■ RECORDED INFORMATION:

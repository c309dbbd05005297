use super::potentials::burial_weight;
use crate::core::models::membrane::MembraneGeometry;
use nalgebra::Point3;

/// Below this combined neighbor count a pair is treated as exposed.
const EXPOSED_TOTAL_NEIGHBORS: usize = 14;
/// At or above this combined neighbor count a pair is treated as buried.
const BURIED_TOTAL_NEIGHBORS: usize = 28;

/// Environment (burial) weight of a donor/acceptor residue pair.
///
/// The smooth form averages the per-residue burial weights; the stepped form
/// classifies the combined neighbor count as exposed, intermediate or buried.
pub fn environment_weight(smooth: bool, don_neighbors: usize, acc_neighbors: usize) -> f64 {
    if smooth {
        0.5 * (burial_weight(don_neighbors) + burial_weight(acc_neighbors))
    } else {
        let total = don_neighbors + acc_neighbors;
        if total < EXPOSED_TOTAL_NEIGHBORS {
            0.5
        } else if total < BURIED_TOTAL_NEIGHBORS {
            0.75
        } else {
            1.0
        }
    }
}

/// Fraction of the way from the membrane core (0) to bulk solvent (1).
#[inline]
fn solvent_fraction(membrane: &MembraneGeometry, point: &Point3<f64>) -> f64 {
    let z = membrane.depth(point).abs() / membrane.thickness;
    let zn = z.powf(membrane.steepness);
    zn / (1.0 + zn)
}

/// Blends the environment weight toward 1 as the bond leaves the membrane core.
///
/// Inside the hydrophobic core the bond keeps full strength (weight 1); in
/// bulk solvent it gets the ordinary environment weight.
pub fn membrane_weight(
    membrane: &MembraneGeometry,
    env_weight: f64,
    hydrogen: &Point3<f64>,
    acceptor: &Point3<f64>,
) -> f64 {
    let f = 0.5 * (solvent_fraction(membrane, hydrogen) + solvent_fraction(membrane, acceptor));
    f * env_weight + (1.0 - f)
}

/// Helix-length scaling of short-range backbone/backbone bonds.
#[derive(Debug, Clone, Copy, PartialEq)]
pub struct HelixLengthScale {
    pub low_scale: f64,
    pub high_scale: f64,
    pub min_length: usize,
    pub max_length: usize,
}

impl Default for HelixLengthScale {
    fn default() -> Self {
        Self {
            low_scale: 0.5,
            high_scale: 2.0,
            min_length: 4,
            max_length: 17,
        }
    }
}

impl HelixLengthScale {
    /// Scale for a bond inside a helix of `length` residues.
    pub fn scale(&self, length: usize) -> f64 {
        if length <= self.min_length {
            self.low_scale
        } else if length >= self.max_length {
            self.high_scale
        } else {
            let t = (length - self.min_length) as f64 / (self.max_length - self.min_length) as f64;
            self.low_scale + t * (self.high_scale - self.low_scale)
        }
    }
}

#[cfg(test)]
mod tests {
    use super::*;
    use nalgebra::Vector3;

    #[test]
    fn smooth_environment_weight_averages_burial() {
        let w = environment_weight(true, 3, 30);
        assert!((w - 0.55).abs() < 1e-12);
    }

    #[test]
    fn stepped_environment_weight_uses_total_neighbor_classes() {
        assert_eq!(environment_weight(false, 5, 5), 0.5);
        assert_eq!(environment_weight(false, 10, 10), 0.75);
        assert_eq!(environment_weight(false, 14, 14), 1.0);
    }

    #[test]
    fn membrane_weight_is_full_in_core_and_environmental_in_solvent() {
        let membrane = MembraneGeometry::new(Point3::origin(), Vector3::z(), 15.0, 10.0);
        let core = Point3::new(0.0, 0.0, 0.0);
        let far = Point3::new(0.0, 0.0, 60.0);
        assert!((membrane_weight(&membrane, 0.4, &core, &core) - 1.0).abs() < 1e-9);
        assert!((membrane_weight(&membrane, 0.4, &far, &far) - 0.4).abs() < 1e-5);
        let edge = Point3::new(0.0, 0.0, 15.0);
        assert!((membrane_weight(&membrane, 0.4, &edge, &edge) - 0.7).abs() < 1e-9);
    }

    #[test]
    fn helix_length_scale_interpolates_between_bounds() {
        let scale = HelixLengthScale::default();
        assert_eq!(scale.scale(3), 0.5);
        assert_eq!(scale.scale(4), 0.5);
        assert_eq!(scale.scale(20), 2.0);
        let mid = scale.scale(10);
        assert!((mid - (0.5 + 6.0 / 13.0 * 1.5)).abs() < 1e-12);
    }
}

■ WORK REQUEST: For every entry above, write out an exact copy.

■ RESULT FOR THIS TASK:
repository c309dbbd05005297
use super::potentials::burial_weight;
use crate::core::models::membrane::MembraneGeometry;
use nalgebra::Point3;

/// Below this combined neighbor count a pair is treated as exposed.
const EXPOSED_TOTAL_NEIGHBORS: usize = 14;
/// At or above this combined neighbor count a pair is treated as buried.
const BURIED_TOTAL_NEIGHBORS: usize = 28;

/// Environment (burial) weight of a donor/acceptor residue pair.
///
/// The smooth form averages the per-residue burial weights; the stepped form
/// classifies the combined neighbor count as exposed, intermediate or buried.
pub fn environment_weight(smooth: bool, don_neighbors: usize, acc_neighbors: usize) -> f64 {
    if smooth {
        0.5 * (burial_weight(don_neighbors) + burial_weight(acc_neighbors))
    } else {
        let total = don_neighbors + acc_neighbors;
        if total < EXPOSED_TOTAL_NEIGHBORS {
            0.5
        } else if total < BURIED_TOTAL_NEIGHBORS {
            0.75
        } else {
            1.0
        }
    }
}

/// Fraction of the way from the membrane core (0) to bulk solvent (1).
#[inline]
fn solvent_fraction(membrane: &MembraneGeometry, point: &Point3<f64>) -> f64 {
    let z = membrane.depth(point).abs() / membrane.thickness;
    let zn = z.powf(membrane.steepness);
    zn / (1.0 + zn)
}

/// Blends the environment weight toward 1 as the bond leaves the membrane core.
///
/// Inside the hydrophobic core the bond keeps full strength (weight 1); in
/// bulk solvent it gets the ordinary environment weight.
pub fn membrane_weight(
    membrane: &MembraneGeometry,
    env_weight: f64,
    hydrogen: &Point3<f64>,
    acceptor: &Point3<f64>,
) -> f64 {
    let f = 0.5 * (solvent_fraction(membrane, hydrogen) + solvent_fraction(membrane, acceptor));
    f * env_weight + (1.0 - f)
}

/// Helix-length scaling of short-range backbone/backbone bonds.
#[derive(Debug, Clone, Copy, PartialEq)]
pub struct HelixLengthScale {
    pub low_scale: f64,
    pub high_scale: f64,
    pub min_length: usize,
    pub max_length: usize,
}

impl Default for HelixLengthScale {
    fn default() -> Self {
        Self {
            low_scale: 0.5,
            high_scale: 2.0,
            min_length: 4,
            max_length: 17,
        }
    }
}

impl HelixLengthScale {
    /// Scale for a bond inside a helix of `length` residues.
    pub fn scale(&self, length: usize) -> f64 {
        if length <= self.min_length {
            self.low_scale
        } else if length >= self.max_length {
            self.high_scale
        } else {
            let t = (length - self.min_length) as f64 / (self.max_length - self.min_length) as f64;
            self.low_scale + t * (self.high_scale - self.low_scale)
        }
    }
}

#[cfg(test)]
mod tests {
    use super::*;
    use nalgebra::Vector3;

    #[test]
    fn smooth_environment_weight_averages_burial() {
        let w = environment_weight(true, 3, 30);
        assert!((w - 0.55).abs() < 1e-12);
    }

    #[test]
    fn stepped_environment_weight_uses_total_neighbor_classes() {
        assert_eq!(environment_weight(false, 5, 5), 0.5);
        assert_eq!(environment_weight(false, 10, 10), 0.75);
        assert_eq!(environment_weight(false, 14, 14), 1.0);
    }

    #[test]
    fn membrane_weight_is_full_in_core_and_environmental_in_solvent() {
        let membrane = MembraneGeometry::new(Point3::origin(), Vector3::z(), 15.0, 10.0);
        let core = Point3::new(0.0, 0.0, 0.0);
        let far = Point3::new(0.0, 0.0, 60.0);
        assert!((membrane_weight(&membrane, 0.4, &core, &core) - 1.0).abs() < 1e-9);
        assert!((membrane_weight(&membrane, 0.4, &far, &far) - 0.4).abs() < 1e-5);
        let edge = Point3::new(0.0, 0.0, 15.0);
        assert!((membrane_weight(&membrane, 0.4, &edge, &edge) - 0.7).abs() < 1e-9);
    }

    #[test]
    fn helix_length_scale_interpolates_between_bounds() {
        let scale = HelixLengthScale::default();
        assert_eq!(scale.scale(3), 0.5);
        assert_eq!(scale.scale(4), 0.5);
        assert_eq!(scale.scale(20), 2.0);
        let mid = scale.scale(10);
        assert!((mid - (0.5 + 6.0 / 13.0 * 1.5)).abs() < 1e-12);
    }
}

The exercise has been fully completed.